Page MenuHomePhabricator

pyspark on EMR
Needs ReviewPublic

Authored by natekupp on Sun, Nov 3, 5:51 PM.

Details

Reviewers
None
Group Reviewers
Restricted Project
Summary

Summary
Putting this up for discussion.

This is a (rough) cut at the thing @sashank, @max and I were discussing on Friday, where we use a decorator to express that a pyspark solid's compute function should behave differently when shipping compute to a remote EMR cluster.

Context
EMR must run pyspark workloads with yarn specified as the master URI. To run this way, Spark must have access to a local Hadoop/Spark/YARN install on the machine running spark-submit or calling SparkSession.builder.getOrCreate(), and this local installation must be properly configured with core-site.xml, etc. along with all other Hadoop XML files that define the DNS names and hosts in the YARN cluster.

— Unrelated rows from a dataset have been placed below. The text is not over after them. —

//! Size-class-indexed first-fit placement, split-on-place, and the
//! resize fast paths. This is where the five subsystems described in the
//! crate overview come together behind the client-facing
//! allocate/free/resize surface.

use std::ptr;

use crate::coalesce::{coalesce, extend};
use crate::config::HeapConfig;
use crate::error::AllocError;
use crate::free_list::FreeLists;
use crate::provider::{MemoryProvider, SbrkProvider};
use crate::size_class::{bucket_of, LISTS};
use crate::word::{self, DSIZE, MIN_BLOCK_SIZE, WSIZE};

/// A single-threaded, synchronous segregated-fit heap over one contiguous
/// region obtained from `P`. All state (the 16 free-list heads and the
/// heap origin) lives in this struct; there is no process-wide global.
pub struct Heap<P: MemoryProvider = SbrkProvider> {
    provider: P,
    lists: FreeLists,
    prologue: *mut u8,
    config: HeapConfig,
    initialized: bool,
}

impl Heap<SbrkProvider> {
    pub fn new() -> Self {
        Self::with_provider(SbrkProvider::new())
    }
}

impl Default for Heap<SbrkProvider> {
    fn default() -> Self {
        Self::new()
    }
}

impl<P: MemoryProvider> Heap<P> {
    pub fn with_provider(provider: P) -> Self {
        Self::with_config(provider, HeapConfig::default())
    }

    pub fn with_config(provider: P, config: HeapConfig) -> Self {
        Self {
            provider,
            lists: FreeLists::new(),
            prologue: ptr::null_mut(),
            config,
            initialized: false,
        }
    }

    /// Installs the prologue, epilogue, and empty free lists. Must be
    /// called exactly once before any other operation.
    pub fn init(&mut self) -> bool {
        unsafe {
            // [ padding | prologue header | prologue footer | epilogue header ]
            let base = match self.provider.sbrk(4 * WSIZE) {
                Some(p) => p,
                None => {
                    log::error!("init: memory provider refused the initial four-word request");
                    return false;
                }
            };

            let prologue_payload = base.add(2 * WSIZE);
            word::header(prologue_payload).write(word::pack(DSIZE, true));
            word::footer(prologue_payload, DSIZE).write(word::pack(DSIZE, true));
            word::header(word::next_block(prologue_payload, DSIZE)).write(word::pack(0, true));

            self.prologue = prologue_payload;
            self.lists = FreeLists::new();
            self.initialized = true;
            true
        }
    }

    fn adjust_request(size: usize) -> usize {
        let rounded = size.div_ceil(DSIZE) * DSIZE;
        (rounded + DSIZE).max(MIN_BLOCK_SIZE)
    }

    unsafe fn find_fit(&mut self, asize: usize) -> *mut u8 {
        unsafe {
            let mut idx = bucket_of(asize);
            while idx < LISTS {
                let mut cur = self.lists.head(idx);
                while !cur.is_null() {
                    let size = word::size_of(word::header(cur).read());
                    if size >= asize {
                        self.lists.detach(cur, Some(idx), size);
                        return cur;
                    }
                    cur = *word::link_next(cur);
                }
                idx += 1;
            }
            ptr::null_mut()
        }
    }

    /// `block` must already be detached from its free list.
    unsafe fn place(&mut self, block: *mut u8, asize: usize) {
        unsafe {
            let size = word::size_of(word::header(block).read());
            let remain = size - asize;
            if remain >= MIN_BLOCK_SIZE {
                word::header(block).write(word::pack(asize, true));
                word::footer(block, asize).write(word::pack(asize, true));
                let next = word::next_block(block, asize);
                word::header(next).write(word::pack(remain, false));
                word::footer(next, remain).write(word::pack(remain, false));
                self.lists.attach(next, None, remain);
            } else {
                word::header(block).write(word::pack(size, true));
                word::footer(block, size).write(word::pack(size, true));
            }
        }
    }

    /// Returns a payload pointer aligned to `DSIZE` and usable for at
    /// least `size` bytes, or null on zero-size requests or heap
    /// exhaustion.
    pub fn allocate(&mut self, size: usize) -> *mut u8 {
        if size == 0 || !self.initialized {
            return ptr::null_mut();
        }
        unsafe {
            let asize = Self::adjust_request(size);

            let fit = self.find_fit(asize);
            if !fit.is_null() {
                self.place(fit, asize);
                return fit;
            }

            let chunk = asize.max(self.config.initial_chunk_bytes);
            let extended = extend(&mut self.provider, chunk / WSIZE);
            if extended.is_null() {
                log::warn!("allocate: heap exhausted requesting {chunk} bytes");
                return ptr::null_mut();
            }
            self.place(extended, asize);
            extended
        }
    }

    /// `Result`-returning convenience wrapper around [`Heap::allocate`].
    pub fn try_allocate(&mut self, size: usize) -> Result<*mut u8, AllocError> {
        if !self.initialized {
            return Err(AllocError::NotInitialized);
        }
        if size == 0 {
            return Err(AllocError::ZeroSize);
        }
        let p = self.allocate(size);
        if p.is_null() {
            Err(AllocError::HeapExhausted)
        } else {
            Ok(p)
        }
    }

    /// Null payload is a no-op. Otherwise `payload` must have been
    /// returned by `allocate` or `resize` and not yet freed.
    pub fn free(&mut self, payload: *mut u8) {
        if payload.is_null() || !self.initialized {
            return;
        }
        unsafe {
            let header = word::header(payload);
            let size = word::size_of(header.read());
            header.write(word::pack(size, false));
            word::footer(payload, size).write(word::pack(size, false));
            coalesce(&mut self.lists, payload);
        }
    }

    /// See the module-level design notes for the five-case priority order:
    /// shrink-in-place, merge-with-next, extend-the-epilogue,
    /// merge-with-previous, fallback copy.
    pub fn resize(&mut self, payload: *mut u8, size: usize) -> *mut u8 {
        if size == 0 {
            self.free(payload);
            return ptr::null_mut();
        }
        if payload.is_null() {
            return self.allocate(size);
        }
        if !self.initialized {
            return ptr::null_mut();
        }

        unsafe {
            let asize = Self::adjust_request(size);
            let cur_size = word::size_of(word::header(payload).read());

            // Case 1: shrink in place.
            if asize < cur_size {
                let remain = cur_size - asize;
                if remain >= MIN_BLOCK_SIZE {
                    word::header(payload).write(word::pack(asize, true));
                    word::footer(payload, asize).write(word::pack(asize, true));
                    let tail = word::next_block(payload, asize);
                    word::header(tail).write(word::pack(remain, false));
                    word::footer(tail, remain).write(word::pack(remain, false));
                    self.lists.attach(tail, None, remain);
                }
                return payload;
            }

            let next = word::next_block(payload, cur_size);
            let next_word = word::header(next).read();
            let next_size = word::size_of(next_word);
            let next_alloc = word::alloc_of(next_word);
            let next_is_epilogue = next_size == 0;

            // Case 2: merge with a free next neighbour.
            if !next_alloc && !next_is_epilogue && cur_size + next_size >= asize {
                self.lists.detach(next, None, next_size);
                let combined = cur_size + next_size;
                let remain = combined - asize;
                if remain >= MIN_BLOCK_SIZE {
                    word::header(payload).write(word::pack(asize, true));
                    word::footer(payload, asize).write(word::pack(asize, true));
                    let tail = word::next_block(payload, asize);
                    word::header(tail).write(word::pack(remain, false));
                    word::footer(tail, remain).write(word::pack(remain, false));
                    self.lists.attach(tail, None, remain);
                } else {
                    word::header(payload).write(word::pack(combined, true));
                    word::footer(payload, combined).write(word::pack(combined, true));
                }
                return payload;
            }

            // Case 3: grow into the epilogue. This case is chosen purely on
            // adjacency (next block is the epilogue), matching the reference
            // priority order: a failed grow here is heap exhaustion, not a
            // fallthrough to cases 4/5.
            if next_is_epilogue {
                let grow = asize - cur_size;
                let extended = extend(&mut self.provider, grow / WSIZE);
                if extended.is_null() {
                    log::warn!("resize: heap exhausted extending epilogue by {grow} bytes");
                    return ptr::null_mut();
                }
                let extended_size = word::size_of(word::header(extended).read());
                let combined = cur_size + extended_size;
                word::header(payload).write(word::pack(combined, true));
                word::footer(payload, combined).write(word::pack(combined, true));
                return payload;
            }

            // Case 4: merge with a free previous neighbour. The prologue is
            // always allocated, so this never walks before the heap origin.
            let prev = word::prev_block(payload);
            let prev_word = word::header(prev).read();
            let prev_size = word::size_of(prev_word);
            let prev_alloc = word::alloc_of(prev_word);
            if !prev_alloc && cur_size + prev_size >= asize {
                self.lists.detach(prev, None, prev_size);
                let combined = cur_size + prev_size;
                let usable = cur_size - DSIZE;
                // Overlap-safe: `prev` and `payload` may abut directly.
                ptr::copy(payload, prev, usable);
                word::header(prev).write(word::pack(combined, true));
                word::footer(prev, combined).write(word::pack(combined, true));
                return prev;
            }

            // Case 5: fallback — allocate fresh, copy, free the original.
            let new_payload = self.allocate(size);
            if new_payload.is_null() {
                return ptr::null_mut();
            }
            let usable = (cur_size - DSIZE).min(size);
            ptr::copy_nonoverlapping(payload, new_payload, usable);
            self.free(payload);
            new_payload
        }
    }

    /// `Result`-returning convenience wrapper around [`Heap::resize`].
    pub fn try_resize(&mut self, payload: *mut u8, size: usize) -> Result<*mut u8, AllocError> {
        if !self.initialized {
            return Err(AllocError::NotInitialized);
        }
        let p = self.resize(payload, size);
        if p.is_null() && size != 0 {
            Err(AllocError::HeapExhausted)
        } else {
            Ok(p)
        }
    }

    /// Side-effect-free audit of the four invariants in the module
    /// overview. Logs each violation and returns `false` if any are
    /// found; never mutates state.
    pub fn check(&self) -> bool {
        if !self.initialized {
            return true;
        }
        let mut ok = true;
        unsafe {
            for idx in 0..LISTS {
                let mut cur = self.lists.head(idx);
                while !cur.is_null() {
                    let w = word::header(cur).read();
                    if word::alloc_of(w) {
                        log::error!("check: bucket {idx} holds an allocated block at {cur:p}");
                        ok = false;
                    }
                    let expected = bucket_of(word::size_of(w));
                    if expected != idx {
                        log::error!(
                            "check: block at {cur:p} sits in bucket {idx}, expected {expected}"
                        );
                        ok = false;
                    }
                    let lo = self.provider.heap_lo() as usize;
                    let hi = self.provider.heap_hi() as usize;
                    let addr = cur as usize;
                    if addr < lo || addr > hi {
                        log::error!("check: free block at {cur:p} lies outside [{lo:#x}, {hi:#x}]");
                        ok = false;
                    }
                    cur = *word::link_next(cur);
                }
            }

            let mut blk = self.prologue;
            let mut prev_was_free = false;
            loop {
                let w = word::header(blk).read();
                let size = word::size_of(w);
                if size == 0 {
                    break; // epilogue
                }
                let is_free = !word::alloc_of(w);
                if is_free {
                    if prev_was_free {
                        log::error!("check: adjacent free blocks meet at {blk:p}");
                        ok = false;
                    }
                    if !self.lists.contains(bucket_of(size), blk) {
                        log::error!("check: free block at {blk:p} missing from its free list");
                        ok = false;
                    }
                }
                prev_was_free = is_free;
                blk = word::next_block(blk, size);
            }
        }
        ok
    }
}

This is easy when invoking a job directly on the EMR master (already configured), or through the EMR boto3 APIs, but not something you can set up locally (very difficult to get everything configured correctly, and fragile).

Because of this, there isn't a way to tell EMR to "run just this one solid"—EMR expects us to invoke spark-submit <options> foo.py either in a shell command on the master or via the EMR APIs, and it expects foo.py to be a self-contained pyspark application.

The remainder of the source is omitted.